INCOME - Normally, borrowers must have sufficient and documented income to satisfy the mortgage lender that they can pay their debts, including the mortgage. Income guidelines can vary from lender to lender and from one type to another type of loan. Usually mortgage lenders require that a borrower provide 24 months or two year employment history. If you have been is your current job more than two year, this process will be easy part. Lenders normally request recent paystubs and W-2s to verify income. A lender can also fill out a standard request to your employer for Verification of Employment or VOE.
You should be prepared to answer questions if you have large income disparity from one year to next. If you have overtime and bonus income included in your regular income statement, you may have to provide proof that it will continue to be earned in future. You can also include any alimony or child support income to your lender. However, laws require that a lender may not ask if the borrower is receiving alimony or child support. If you volunteer this income, you can still ask them to exclude it from any mortgage qualification process.
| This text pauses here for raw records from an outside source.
//! The binary passage retriever.
//!
//! Retrieval runs in two stages:
//!
//! 1. The query tower encodes the question into a dense vector and its sign
//!    code; the candidate index returns the `candidates` codes closest in
//!    Hamming distance.
//! 2. Each shortlisted code is unpacked to ±1 and scored against the dense
//!    query; the best `top_k` documents are returned in score order.
//!
//! Indexing is a separate phase: [`BinaryPassageRetriever::update_embeddings`]
//! encodes every document of the store and rebuilds the index from scratch.

use std::path::Path;

use bpr_core::{BinaryCode, CandidateIndex, Document, DocumentStore, FlatHammingIndex};
use bpr_embeddings::{
    select_device, BprConfig, DualEncoder, EmbeddingError, EmbeddingExtractor, EmbeddingResult,
    HashActivation, HashingTokenizer, HfTokenizer, SimilarityDataLoader, Tokenizer, TowerRegistry,
    TowerRole, Trainer, TrainingConfig, TrainingExample, TrainingHistory,
};
use candle_core::Device;

use crate::rerank::rerank;

/// Configuration file written next to the encoder checkpoints.
pub const CONFIG_FILE: &str = "config.toml";

pub struct BinaryPassageRetriever<S, I = FlatHammingIndex>
where
    S: DocumentStore,
    I: CandidateIndex,
{
    store: S,
    index: I,
    encoder: DualEncoder,
    tokenizer: Box<dyn Tokenizer>,
    config: BprConfig,
    device: Device,
}

impl<S: DocumentStore> BinaryPassageRetriever<S, FlatHammingIndex> {
    /// Freshly initialised encoder over an empty flat index.
    ///
    /// The tokenizer is loaded from `model.tokenizer_path` when set, otherwise
    /// a [`HashingTokenizer`] over `model.vocab_size` is used.
    pub fn new(store: S, config: BprConfig) -> EmbeddingResult<Self> {
        config.validate()?;
        let device = select_device(&config.device);
        let encoder = DualEncoder::from_config(&config, &TowerRegistry::with_defaults(), &device)?;
        let tokenizer = tokenizer_for(&config)?;
        let index = FlatHammingIndex::new(encoder.embedding_dim())?;
        Self::from_parts(store, index, encoder, tokenizer, config, device)
    }

    /// Restore encoders saved by [`BinaryPassageRetriever::save`].
    ///
    /// With `config` unset the configuration saved in `dir` is used. The
    /// index starts empty; call [`update_embeddings`](Self::update_embeddings).
    pub fn load(dir: impl AsRef<Path>, store: S, config: Option<BprConfig>) -> EmbeddingResult<Self> {
        let dir = dir.as_ref();
        let config = match config {
            Some(config) => config,
            None => BprConfig::from_file(dir.join(CONFIG_FILE))?,
        };
        config.validate()?;

        let device = select_device(&config.device);
        let encoder = DualEncoder::load(
            dir,
            &TowerRegistry::with_defaults(),
            HashActivation::new(config.hash.gamma)?,
            config.model.embeds_dropout_prob,
            &device,
        )?;
        let tokenizer = tokenizer_for(&config)?;
        let index = FlatHammingIndex::new(encoder.embedding_dim())?;

        tracing::info!(dir = %dir.display(), dim = encoder.embedding_dim(), "loaded retriever");
        Self::from_parts(store, index, encoder, tokenizer, config, device)
    }
}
APPRAISAL - Appraisal is a critical part of your mortgage loan process because the property you're purchasing will be used to secure the loan. Loan amount is based on the lesser of the sale price or the appraised price of the property. Residential property appraisal process has evolved over the years and now a days, it is quite sophisticated. Appraiser looks at various factors that may not seem obviously to most home owners or home buyers such as type of area, market conditions etc. The end goal of a appraisal is to establish the "Market Value" of the property. Appraiser will also compare it to three recent sales of the comparable properties in the area.
One of the common issues as a result of appraisal is the property lavue being below "sale price". For example, if you're purchasing a house for $100,000 with $95,000 loan and appraisal indicates that house in only worth $90,000, you now are looking for a loan that has a LTV(loan to value) of 105%. Most lender would raise questions on such a loan but it is still possible to get approved and close the sale.